Allí han pasado del miedo de los demócratas a contradecir a Bush en su claramente ilegal y arbitraria invasión de Irak, al temor opuesto de mostrar algún mínimo consenso en cualquier asunto menor.

La política (los políticos) siempre ha asumido un peaje inseparable de la naturaleza de la propia actividad del poder: el de ser chivos expiatorios de una realidad en la que siempre habrá insatisfacciones y, por lo tanto, necesidad de culpables. El famoso y siempre de moda "llueve, maldito gobierno", que tan bien popularizaron los italianos al hablar de sus propios dirigentes.

No hay nada nuevo en la política en sí: antes había tanta bronca como ahora. A veces, incluso, más. Alentada por dirigentes que, además, no tenían tanta presión ambiental para impulsarla o participar de ella.

Algo que obliga a mirar hacia otro lugar, además de a la política, a la hora de entender por qué es ahora cuando nos parece haber llegado a un punto de saturación. ¿Son las redes? ¿Los medios de comunicación? No son los únicos responsables, pero el ecosistema en su conjunto propicia el escenario en el que estamos.

Lo cierto es que hay una esfera comunicativa sobre la política que se ha emancipado casi completamente de la realidad de la gestión de fondo. Un escenario al que los políticos se ven obligados a acudir y participar, no porque crean que habla de su realidad cotidiana, sino para poder preservarla y seguir gestionando dosieres que en raras ocasiones serán carne de titular.

Suele decirse que los políticos incentivan la bronca para no gestionar, pero es justo al revés: hay un contexto en el que, o participas, o te quedas fuera de la posibilidad de alcanzar y gestionar el poder. Una gestión que sigue existiendo, pero que no ocupa un lugar central en el debate público, como debería.

Los políticos tienen su responsabilidad. Unos más que otros, claro. Pero no todo, ni siquiera lo más esencial, depende de ellos.
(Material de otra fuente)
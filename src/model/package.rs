//! Classes and members known to the model, keyed by name.

use super::member::{MemberSignature, MetaMember};
use std::collections::{BTreeMap, BTreeSet};

/// A loaded (or referenced) class and its members
#[derive(Debug, Clone, PartialEq)]
pub struct MetaClass {
    fq_name: String,
    // keyed by "name descriptor"
    members: BTreeMap<String, MetaMember>,
}

impl MetaClass {
    pub fn new(fq_name: impl Into<String>) -> Self {
        Self {
            fq_name: fq_name.into(),
            members: BTreeMap::new(),
        }
    }

    pub fn fq_name(&self) -> &str {
        &self.fq_name
    }

    /// Package part of the name; empty for the default package
    pub fn package_name(&self) -> &str {
        self.fq_name
            .rfind('.')
            .map(|dot| &self.fq_name[..dot])
            .unwrap_or("")
    }

    pub fn simple_name(&self) -> &str {
        self.fq_name
            .rfind('.')
            .map(|dot| &self.fq_name[dot + 1..])
            .unwrap_or(&self.fq_name)
    }

    pub fn member(&self, member_key: &str) -> Option<&MetaMember> {
        self.members.get(member_key)
    }

    pub fn members(&self) -> impl Iterator<Item = &MetaMember> {
        self.members.values()
    }

    pub fn member_count(&self) -> usize {
        self.members.len()
    }
}

/// All classes of the model, ordered by fully-qualified name
#[derive(Debug, Clone, Default, PartialEq)]
pub struct PackageManager {
    classes: BTreeMap<String, MetaClass>,
}

impl PackageManager {
    pub fn new() -> Self {
        Self::default()
    }

    /// Register a class. Returns false if it was already known.
    pub fn add_class(&mut self, fq_name: &str) -> bool {
        if self.classes.contains_key(fq_name) {
            return false;
        }
        self.classes
            .insert(fq_name.to_string(), MetaClass::new(fq_name));
        true
    }

    pub fn class(&self, fq_name: &str) -> Option<&MetaClass> {
        self.classes.get(fq_name)
    }

    pub fn classes(&self) -> impl Iterator<Item = &MetaClass> {
        self.classes.values()
    }

    pub fn class_count(&self) -> usize {
        self.classes.len()
    }

    pub fn member(&self, signature: &MemberSignature) -> Option<&MetaMember> {
        self.classes
            .get(&signature.class_name)?
            .members
            .get(&signature.member_key())
    }

    pub fn member_mut(&mut self, signature: &MemberSignature) -> Option<&mut MetaMember> {
        self.classes
            .get_mut(&signature.class_name)?
            .members
            .get_mut(&signature.member_key())
    }

    /// Look up a member, creating it (and its class) on first reference
    pub fn member_mut_or_insert(&mut self, signature: &MemberSignature) -> &mut MetaMember {
        self.classes
            .entry(signature.class_name.clone())
            .or_insert_with(|| MetaClass::new(signature.class_name.clone()))
            .members
            .entry(signature.member_key())
            .or_insert_with(|| MetaMember::new(signature.clone()))
    }

    pub fn members(&self) -> impl Iterator<Item = &MetaMember> {
        self.classes.values().flat_map(|c| c.members.values())
    }

    pub fn members_mut(&mut self) -> impl Iterator<Item = &mut MetaMember> {
        self.classes
            .values_mut()
            .flat_map(|c| c.members.values_mut())
    }

    pub fn member_count(&self) -> usize {
        self.classes.values().map(|c| c.members.len()).sum()
    }

    /// Distinct package names, sorted
    pub fn package_names(&self) -> BTreeSet<&str> {
        self.classes.values().map(MetaClass::package_name).collect()
    }

    pub fn clear(&mut self) {
        self.classes.clear();
    }
}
Alguna vez he comentado que la era de las redes, los teléfonos inteligentes, las cámaras y la omnipresencia de las imágenes obliga a cualquier persona expuesta públicamente a hacer la transición que hicieron los actores de teatro cuando apareció el cine: del gesto brusco y la voz engolada que debían apreciarse desde la primera fila hasta el gallinero, al matiz de la mirada y el tono de voz suave del intérprete que graba hoy un primer plano rodeado de micrófonos.

Hubo quienes no supieron cambiar un registro por otro, y fracasaron en los nuevos tiempos. Todo parecía sobreactuado y el público les dio la espalda. Fue su responsabilidad, pero no tanto su culpa.